## [The problem]
Return all of the records exactly.

## [Source material]
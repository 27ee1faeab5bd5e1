//! Runtime configuration.
//!
//! Values come from the environment and can be overridden by CLI flags:
//!
//! | Variable | Default |
//! |----------|---------|
//! | `SUI_NETWORK` | `testnet` |
//! | `SUI_RPC_URL` | the network's public fullnode |
//! | `SUBSCRIPTIONS_PACKAGE_ID` | deployed testnet package |
//! | `SUBSCRIPTIONS_REGISTRY_ID` | deployed testnet registry |
//! | `SUBSCRIPTIONS_STORAGE_PATH` | `~/.sui-subscriptions/storage.json` |
//! | `WALLET_RELOAD_DEBOUNCE_MS` | 1000 |
//! | `CONFIRMATION_SHORT_DELAY_MS` | 2000 |
//! | `CONFIRMATION_LONG_DELAY_MS` | 5000 |

use anyhow::{anyhow, Result};
use std::path::PathBuf;
use std::time::Duration;

use sui_subscriptions_transport::{Network, NetworkInfo};
use sui_subscriptions_types::{
    env_millis_or, env_string_or, env_var, normalize_address_checked, ConfirmationSchedule,
};

pub const DEFAULT_PACKAGE_ID: &str =
    "0x177d14d5f5ac73f35fef5c9667566a0d8947386b59c93f1aa3219299e68ba381";
pub const DEFAULT_REGISTRY_ID: &str =
    "0x1c94bd91d5b1cda4988e91b2e11b01af59858e2d286076b2bd08a9568d754c43";

const DEFAULT_RELOAD_DEBOUNCE_MS: u64 = 1_000;
const DEFAULT_SHORT_DELAY_MS: u64 = 2_000;
const DEFAULT_LONG_DELAY_MS: u64 = 5_000;

#[derive(Debug, Clone, PartialEq)]
pub struct AppConfig {
    pub network: NetworkInfo,
    pub package_id: String,
    pub registry_id: String,
    pub storage_path: PathBuf,
    pub reload_debounce: Duration,
    pub confirmation: ConfirmationSchedule,
}

impl Default for AppConfig {
    fn default() -> Self {
        Self {
            network: NetworkInfo::default(),
            package_id: DEFAULT_PACKAGE_ID.to_string(),
            registry_id: DEFAULT_REGISTRY_ID.to_string(),
            storage_path: default_storage_path(),
            reload_debounce: Duration::from_millis(DEFAULT_RELOAD_DEBOUNCE_MS),
            confirmation: ConfirmationSchedule::new(DEFAULT_SHORT_DELAY_MS, DEFAULT_LONG_DELAY_MS),
        }
    }
}

impl AppConfig {
    pub fn from_env() -> Result<Self> {
        let network = match env_var::<String>("SUI_NETWORK") {
            Some(name) => name.parse::<Network>()?,
            None => Network::Testnet,
        };
        let mut info = NetworkInfo::new(network);
        if let Some(url) = env_var::<String>("SUI_RPC_URL") {
            info = info.with_rpc_url(&url);
        }

        let package_id = env_string_or("SUBSCRIPTIONS_PACKAGE_ID", DEFAULT_PACKAGE_ID);
        let registry_id = env_string_or("SUBSCRIPTIONS_REGISTRY_ID", DEFAULT_REGISTRY_ID);
        check_object_id("SUBSCRIPTIONS_PACKAGE_ID", &package_id)?;
        check_object_id("SUBSCRIPTIONS_REGISTRY_ID", &registry_id)?;

        let short = env_millis_or("CONFIRMATION_SHORT_DELAY_MS", DEFAULT_SHORT_DELAY_MS);
        let long = env_millis_or("CONFIRMATION_LONG_DELAY_MS", DEFAULT_LONG_DELAY_MS);

        Ok(Self {
            network: info,
            package_id,
            registry_id,
            storage_path: env_var::<PathBuf>("SUBSCRIPTIONS_STORAGE_PATH")
                .unwrap_or_else(default_storage_path),
            reload_debounce: env_millis_or("WALLET_RELOAD_DEBOUNCE_MS", DEFAULT_RELOAD_DEBOUNCE_MS),
            confirmation: ConfirmationSchedule {
                delays: vec![short, long],
            },
        })
    }

    /// Apply CLI overrides. The RPC URL resets to the network default when
    /// only the network changes.
    pub fn with_overrides(
        mut self,
        network: Option<Network>,
        rpc_url: Option<&str>,
        storage: Option<PathBuf>,
    ) -> Self {
        if let Some(network) = network {
            if network != self.network.network {
                self.network = NetworkInfo::new(network);
            }
        }
        if let Some(url) = rpc_url {
            self.network = self.network.clone().with_rpc_url(url);
        }
        if let Some(path) = storage {
            self.storage_path = path;
        }
        self
    }
}

fn check_object_id(var: &str, value: &str) -> Result<()> {
    normalize_address_checked(value)
        .map(|_| ())
        .ok_or_else(|| anyhow!("{} is not a valid object id: {}", var, value))
}

pub fn default_storage_path() -> PathBuf {
    dirs::home_dir()
        .unwrap_or_else(|| PathBuf::from("."))
        .join(".sui-subscriptions")
        .join("storage.json")
}

#[cfg(test)]
mod tests {
    use super::*;

    #[test]
    fn test_defaults() {
        let config = AppConfig::default();
        assert_eq!(config.network.chain_id, "sui:testnet");
        assert_eq!(config.package_id, DEFAULT_PACKAGE_ID);
        assert_eq!(config.reload_debounce, Duration::from_millis(1_000));
        assert_eq!(config.confirmation.attempts(), 3);
        assert!(config.storage_path.ends_with(".sui-subscriptions/storage.json"));
    }

    #[test]
    fn test_overrides() {
        let config = AppConfig::default().with_overrides(
            Some(Network::Mainnet),
            None,
            Some(PathBuf::from("/tmp/s.json")),
        );
        assert_eq!(config.network.chain_id, "sui:mainnet");
        assert_eq!(config.network.rpc_url, Network::Mainnet.default_rpc_url());
        assert_eq!(config.storage_path, PathBuf::from("/tmp/s.json"));

        let config = config.with_overrides(None, Some("http://127.0.0.1:9000"), None);
        assert_eq!(config.network.network, Network::Mainnet);
        assert_eq!(config.network.rpc_url, "http://127.0.0.1:9000");
    }

    #[test]
    fn test_check_object_id() {
        assert!(check_object_id("X", DEFAULT_REGISTRY_ID).is_ok());
        assert!(check_object_id("X", "registry").is_err());
    }
}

## [Solution]
repository 27ee1faeab5bd5e1
//! Runtime configuration.
//!
//! Values come from the environment and can be overridden by CLI flags:
//!
//! | Variable | Default |
//! |----------|---------|
//! | `SUI_NETWORK` | `testnet` |
//! | `SUI_RPC_URL` | the network's public fullnode |
//! | `SUBSCRIPTIONS_PACKAGE_ID` | deployed testnet package |
//! | `SUBSCRIPTIONS_REGISTRY_ID` | deployed testnet registry |
//! | `SUBSCRIPTIONS_STORAGE_PATH` | `~/.sui-subscriptions/storage.json` |
//! | `WALLET_RELOAD_DEBOUNCE_MS` | 1000 |
//! | `CONFIRMATION_SHORT_DELAY_MS` | 2000 |
//! | `CONFIRMATION_LONG_DELAY_MS` | 5000 |

use anyhow::{anyhow, Result};
use std::path::PathBuf;
use std::time::Duration;

use sui_subscriptions_transport::{Network, NetworkInfo};
use sui_subscriptions_types::{
    env_millis_or, env_string_or, env_var, normalize_address_checked, ConfirmationSchedule,
};

pub const DEFAULT_PACKAGE_ID: &str =
    "0x177d14d5f5ac73f35fef5c9667566a0d8947386b59c93f1aa3219299e68ba381";
pub const DEFAULT_REGISTRY_ID: &str =
    "0x1c94bd91d5b1cda4988e91b2e11b01af59858e2d286076b2bd08a9568d754c43";

const DEFAULT_RELOAD_DEBOUNCE_MS: u64 = 1_000;
const DEFAULT_SHORT_DELAY_MS: u64 = 2_000;
const DEFAULT_LONG_DELAY_MS: u64 = 5_000;

#[derive(Debug, Clone, PartialEq)]
pub struct AppConfig {
    pub network: NetworkInfo,
    pub package_id: String,
    pub registry_id: String,
    pub storage_path: PathBuf,
    pub reload_debounce: Duration,
    pub confirmation: ConfirmationSchedule,
}

impl Default for AppConfig {
    fn default() -> Self {
        Self {
            network: NetworkInfo::default(),
            package_id: DEFAULT_PACKAGE_ID.to_string(),
            registry_id: DEFAULT_REGISTRY_ID.to_string(),
            storage_path: default_storage_path(),
            reload_debounce: Duration::from_millis(DEFAULT_RELOAD_DEBOUNCE_MS),
            confirmation: ConfirmationSchedule::new(DEFAULT_SHORT_DELAY_MS, DEFAULT_LONG_DELAY_MS),
        }
    }
}

impl AppConfig {
    pub fn from_env() -> Result<Self> {
        let network = match env_var::<String>("SUI_NETWORK") {
            Some(name) => name.parse::<Network>()?,
            None => Network::Testnet,
        };
        let mut info = NetworkInfo::new(network);
        if let Some(url) = env_var::<String>("SUI_RPC_URL") {
            info = info.with_rpc_url(&url);
        }

        let package_id = env_string_or("SUBSCRIPTIONS_PACKAGE_ID", DEFAULT_PACKAGE_ID);
        let registry_id = env_string_or("SUBSCRIPTIONS_REGISTRY_ID", DEFAULT_REGISTRY_ID);
        check_object_id("SUBSCRIPTIONS_PACKAGE_ID", &package_id)?;
        check_object_id("SUBSCRIPTIONS_REGISTRY_ID", &registry_id)?;

        let short = env_millis_or("CONFIRMATION_SHORT_DELAY_MS", DEFAULT_SHORT_DELAY_MS);
        let long = env_millis_or("CONFIRMATION_LONG_DELAY_MS", DEFAULT_LONG_DELAY_MS);

        Ok(Self {
            network: info,
            package_id,
            registry_id,
            storage_path: env_var::<PathBuf>("SUBSCRIPTIONS_STORAGE_PATH")
                .unwrap_or_else(default_storage_path),
            reload_debounce: env_millis_or("WALLET_RELOAD_DEBOUNCE_MS", DEFAULT_RELOAD_DEBOUNCE_MS),
            confirmation: ConfirmationSchedule {
                delays: vec![short, long],
            },
        })
    }

    /// Apply CLI overrides. The RPC URL resets to the network default when
    /// only the network changes.
    pub fn with_overrides(
        mut self,
        network: Option<Network>,
        rpc_url: Option<&str>,
        storage: Option<PathBuf>,
    ) -> Self {
        if let Some(network) = network {
            if network != self.network.network {
                self.network = NetworkInfo::new(network);
            }
        }
        if let Some(url) = rpc_url {
            self.network = self.network.clone().with_rpc_url(url);
        }
        if let Some(path) = storage {
            self.storage_path = path;
        }
        self
    }
}

fn check_object_id(var: &str, value: &str) -> Result<()> {
    normalize_address_checked(value)
        .map(|_| ())
        .ok_or_else(|| anyhow!("{} is not a valid object id: {}", var, value))
}

pub fn default_storage_path() -> PathBuf {
    dirs::home_dir()
        .unwrap_or_else(|| PathBuf::from("."))
        .join(".sui-subscriptions")
        .join("storage.json")
}

#[cfg(test)]
mod tests {
    use super::*;

    #[test]
    fn test_defaults() {
        let config = AppConfig::default();
        assert_eq!(config.network.chain_id, "sui:testnet");
        assert_eq!(config.package_id, DEFAULT_PACKAGE_ID);
        assert_eq!(config.reload_debounce, Duration::from_millis(1_000));
        assert_eq!(config.confirmation.attempts(), 3);
        assert!(config.storage_path.ends_with(".sui-subscriptions/storage.json"));
    }

    #[test]
    fn test_overrides() {
        let config = AppConfig::default().with_overrides(
            Some(Network::Mainnet),
            None,
            Some(PathBuf::from("/tmp/s.json")),
        );
        assert_eq!(config.network.chain_id, "sui:mainnet");
        assert_eq!(config.network.rpc_url, Network::Mainnet.default_rpc_url());
        assert_eq!(config.storage_path, PathBuf::from("/tmp/s.json"));

        let config = config.with_overrides(None, Some("http://127.0.0.1:9000"), None);
        assert_eq!(config.network.network, Network::Mainnet);
        assert_eq!(config.network.rpc_url, "http://127.0.0.1:9000");
    }

    #[test]
    fn test_check_object_id() {
        assert!(check_object_id("X", DEFAULT_REGISTRY_ID).is_ok());
        assert!(check_object_id("X", "registry").is_err());
    }
}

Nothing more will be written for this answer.